Each entry below should be printed exactly as given.

##############################

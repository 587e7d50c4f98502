use crate::bounds::AxisBounds;
use crate::comparison::SummaryChanges;
use crate::period::Granularity;
use serde::{Deserialize, Serialize};
use serde_json::Value;
use std::collections::BTreeMap;

#[derive(Debug, Clone, Deserialize, Default)]
pub struct DailyRecord {
    #[serde(default)]
    pub day: u32,
    #[serde(default)]
    pub income: Value,
    #[serde(default)]
    pub expenses: Value,
    #[serde(default)]
    pub net: Value,
}

#[derive(Debug, Clone, Deserialize, Default)]
pub struct MonthlyRecord {
    #[serde(default)]
    pub month: String,
    #[serde(default)]
    pub year: i32,
    #[serde(default)]
    pub income: Value,
    #[serde(default)]
    pub expenses: Value,
}

#[derive(Debug, Clone, Copy, Default, PartialEq, Serialize, Deserialize)]
pub struct SummaryMetrics {
    pub total_income: f64,
    pub total_costs: f64,
    pub net_profit: f64,
}

#[derive(Debug, Clone, Deserialize)]
pub struct RawSummary {
    #[serde(default)]
    pub total_income: Value,
    #[serde(default)]
    pub total_costs: Value,
    #[serde(default)]
    pub net_profit: Value,
}

#[derive(Debug, Clone, Deserialize)]
pub struct FinancialReport {
    pub summary: RawSummary,
    #[serde(default)]
    pub income: Value,
    #[serde(default)]
    pub expenses: Value,
}

#[derive(Debug, Clone, Default, PartialEq, Serialize)]
pub struct Series {
    pub labels: Vec<String>,
    pub income: Vec<f64>,
    pub expenses: Vec<f64>,
    #[serde(skip_serializing_if = "Option::is_none")]
    pub net: Option<Vec<f64>>,
}

impl Series {
    pub fn len(&self) -> usize {
        self.labels.len()
    }

    pub fn is_empty(&self) -> bool {
        self.labels.is_empty()
    }

    /// Every plotted value; the axis is shared by income and expenses.
    pub fn plotted_values(&self) -> impl Iterator<Item = f64> + '_ {
        self.income.iter().chain(self.expenses.iter()).copied()
    }
}

#[derive(Debug, Clone, PartialEq, Serialize)]
#[serde(tag = "state", rename_all = "lowercase")]
pub enum ChartState {
    Ready {
        series: Series,
        axis_bounds: AxisBounds,
        axis_ticks: Vec<AxisTick>,
    },
    Empty {
        message: String,
    },
}

#[derive(Debug, Clone, PartialEq, Serialize)]
pub struct PeriodInfo {
    pub start: String,
    pub end: String,
    pub text: String,
    pub granularity: Granularity,
}

#[derive(Debug, Clone, PartialEq, Serialize)]
pub struct AxisTick {
    pub value: f64,
    pub label: String,
}

/// Summary amounts rendered as currency strings.
#[derive(Debug, Clone, PartialEq, Serialize)]
pub struct SummaryText {
    pub total_income: String,
    pub total_costs: String,
    pub net_profit: String,
}

/// One line of the income or expense detail tables.
#[derive(Debug, Clone, PartialEq, Serialize)]
pub struct DetailRow {
    pub label: String,
    #[serde(skip_serializing_if = "Option::is_none")]
    pub note: Option<String>,
    pub quantity: String,
    pub amount: f64,
    pub amount_text: String,
}

#[derive(Debug, Clone, Default, PartialEq, Serialize)]
pub struct ReportDetails {
    pub income: Vec<DetailRow>,
    pub expenses: Vec<DetailRow>,
}

#[derive(Debug, Clone, Serialize)]
pub struct ReportPayload {
    pub period: PeriodInfo,
    pub chart: ChartState,
    pub summary: SummaryMetrics,
    pub summary_text: SummaryText,
    pub changes: SummaryChanges,
    pub details: ReportDetails,
}

#[derive(Debug, Clone, Serialize, Deserialize, Default)]
pub struct IncomeByCategory {
    #[serde(default)]
    pub month: Vec<f64>,
    #[serde(default)]
    pub subscription: Vec<f64>,
    #[serde(default)]
    pub assurance: Vec<f64>,
    #[serde(default)]
    pub jawaz: Vec<f64>,
}

#[derive(Debug, Clone, Serialize, Deserialize, Default)]
pub struct ChartData {
    #[serde(default)]
    pub chart_labels: Vec<String>,
    #[serde(default)]
    pub chart_data: IncomeByCategory,
}

#[derive(Debug, Clone, Serialize, Deserialize)]
pub struct UnpaidTrainer {
    pub trainer_id: u64,
    pub trainer_name: String,
    #[serde(default)]
    pub last_payment_date: Option<String>,
}

#[derive(Debug, Clone, Serialize, Deserialize)]
pub struct CategoryStatus {
    pub label: String,
    #[serde(default)]
    pub total_unpaid_trainers: u64,
    #[serde(default)]
    pub unpaid_trainers: Vec<UnpaidTrainer>,
}

#[derive(Debug, Clone, Serialize, Deserialize)]
pub struct PaidTodayEntry {
    pub trainer_name: String,
    pub payment_date: String,
    pub payment_category: String,
    pub payment_amount: Value,
}

#[derive(Debug, Clone, Serialize)]
pub struct UnpaidTotal {
    pub label: String,
    pub total: u64,
}

#[derive(Debug, Clone, Serialize)]
pub struct DashboardOverview {
    pub chart: ChartData,
    pub payment_status: BTreeMap<String, CategoryStatus>,
    pub unpaid_totals: Vec<UnpaidTotal>,
    pub paid_today: Vec<PaidTodayEntry>,
}

#[derive(Debug, Deserialize)]
pub struct DeactivateRequest {
    #[serde(default)]
    pub trainer_ids: Vec<u64>,
}

#[derive(Debug, Serialize, Deserialize)]
pub struct DeactivateResponse {
    pub success: bool,
    pub message: String,
}

#[derive(Debug, Serialize)]
pub struct QuickPeriodResponse {
    pub start: String,
    pub end: String,
    pub text: String,
    pub granularity: Granularity,
}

##############################

» **Problem solution**
repository 587e7d50c4f98502
use crate::bounds::AxisBounds;
use crate::comparison::SummaryChanges;
use crate::period::Granularity;
use serde::{Deserialize, Serialize};
use serde_json::Value;
use std::collections::BTreeMap;

#[derive(Debug, Clone, Deserialize, Default)]
pub struct DailyRecord {
    #[serde(default)]
    pub day: u32,
    #[serde(default)]
    pub income: Value,
    #[serde(default)]
    pub expenses: Value,
    #[serde(default)]
    pub net: Value,
}

#[derive(Debug, Clone, Deserialize, Default)]
pub struct MonthlyRecord {
    #[serde(default)]
    pub month: String,
    #[serde(default)]
    pub year: i32,
    #[serde(default)]
    pub income: Value,
    #[serde(default)]
    pub expenses: Value,
}

#[derive(Debug, Clone, Copy, Default, PartialEq, Serialize, Deserialize)]
pub struct SummaryMetrics {
    pub total_income: f64,
    pub total_costs: f64,
    pub net_profit: f64,
}

#[derive(Debug, Clone, Deserialize)]
pub struct RawSummary {
    #[serde(default)]
    pub total_income: Value,
    #[serde(default)]
    pub total_costs: Value,
    #[serde(default)]
    pub net_profit: Value,
}

#[derive(Debug, Clone, Deserialize)]
pub struct FinancialReport {
    pub summary: RawSummary,
    #[serde(default)]
    pub income: Value,
    #[serde(default)]
    pub expenses: Value,
}

#[derive(Debug, Clone, Default, PartialEq, Serialize)]
pub struct Series {
    pub labels: Vec<String>,
    pub income: Vec<f64>,
    pub expenses: Vec<f64>,
    #[serde(skip_serializing_if = "Option::is_none")]
    pub net: Option<Vec<f64>>,
}

impl Series {
    pub fn len(&self) -> usize {
        self.labels.len()
    }

    pub fn is_empty(&self) -> bool {
        self.labels.is_empty()
    }

    /// Every plotted value; the axis is shared by income and expenses.
    pub fn plotted_values(&self) -> impl Iterator<Item = f64> + '_ {
        self.income.iter().chain(self.expenses.iter()).copied()
    }
}

#[derive(Debug, Clone, PartialEq, Serialize)]
#[serde(tag = "state", rename_all = "lowercase")]
pub enum ChartState {
    Ready {
        series: Series,
        axis_bounds: AxisBounds,
        axis_ticks: Vec<AxisTick>,
    },
    Empty {
        message: String,
    },
}

#[derive(Debug, Clone, PartialEq, Serialize)]
pub struct PeriodInfo {
    pub start: String,
    pub end: String,
    pub text: String,
    pub granularity: Granularity,
}

#[derive(Debug, Clone, PartialEq, Serialize)]
pub struct AxisTick {
    pub value: f64,
    pub label: String,
}

/// Summary amounts rendered as currency strings.
#[derive(Debug, Clone, PartialEq, Serialize)]
pub struct SummaryText {
    pub total_income: String,
    pub total_costs: String,
    pub net_profit: String,
}

/// One line of the income or expense detail tables.
#[derive(Debug, Clone, PartialEq, Serialize)]
pub struct DetailRow {
    pub label: String,
    #[serde(skip_serializing_if = "Option::is_none")]
    pub note: Option<String>,
    pub quantity: String,
    pub amount: f64,
    pub amount_text: String,
}

#[derive(Debug, Clone, Default, PartialEq, Serialize)]
pub struct ReportDetails {
    pub income: Vec<DetailRow>,
    pub expenses: Vec<DetailRow>,
}

#[derive(Debug, Clone, Serialize)]
pub struct ReportPayload {
    pub period: PeriodInfo,
    pub chart: ChartState,
    pub summary: SummaryMetrics,
    pub summary_text: SummaryText,
    pub changes: SummaryChanges,
    pub details: ReportDetails,
}

#[derive(Debug, Clone, Serialize, Deserialize, Default)]
pub struct IncomeByCategory {
    #[serde(default)]
    pub month: Vec<f64>,
    #[serde(default)]
    pub subscription: Vec<f64>,
    #[serde(default)]
    pub assurance: Vec<f64>,
    #[serde(default)]
    pub jawaz: Vec<f64>,
}

#[derive(Debug, Clone, Serialize, Deserialize, Default)]
pub struct ChartData {
    #[serde(default)]
    pub chart_labels: Vec<String>,
    #[serde(default)]
    pub chart_data: IncomeByCategory,
}

#[derive(Debug, Clone, Serialize, Deserialize)]
pub struct UnpaidTrainer {
    pub trainer_id: u64,
    pub trainer_name: String,
    #[serde(default)]
    pub last_payment_date: Option<String>,
}

#[derive(Debug, Clone, Serialize, Deserialize)]
pub struct CategoryStatus {
    pub label: String,
    #[serde(default)]
    pub total_unpaid_trainers: u64,
    #[serde(default)]
    pub unpaid_trainers: Vec<UnpaidTrainer>,
}

#[derive(Debug, Clone, Serialize, Deserialize)]
pub struct PaidTodayEntry {
    pub trainer_name: String,
    pub payment_date: String,
    pub payment_category: String,
    pub payment_amount: Value,
}

#[derive(Debug, Clone, Serialize)]
pub struct UnpaidTotal {
    pub label: String,
    pub total: u64,
}

#[derive(Debug, Clone, Serialize)]
pub struct DashboardOverview {
    pub chart: ChartData,
    pub payment_status: BTreeMap<String, CategoryStatus>,
    pub unpaid_totals: Vec<UnpaidTotal>,
    pub paid_today: Vec<PaidTodayEntry>,
}

#[derive(Debug, Deserialize)]
pub struct DeactivateRequest {
    #[serde(default)]
    pub trainer_ids: Vec<u64>,
}

#[derive(Debug, Serialize, Deserialize)]
pub struct DeactivateResponse {
    pub success: bool,
    pub message: String,
}

#[derive(Debug, Serialize)]
pub struct QuickPeriodResponse {
    pub start: String,
    pub end: String,
    pub text: String,
    pub granularity: Granularity,
}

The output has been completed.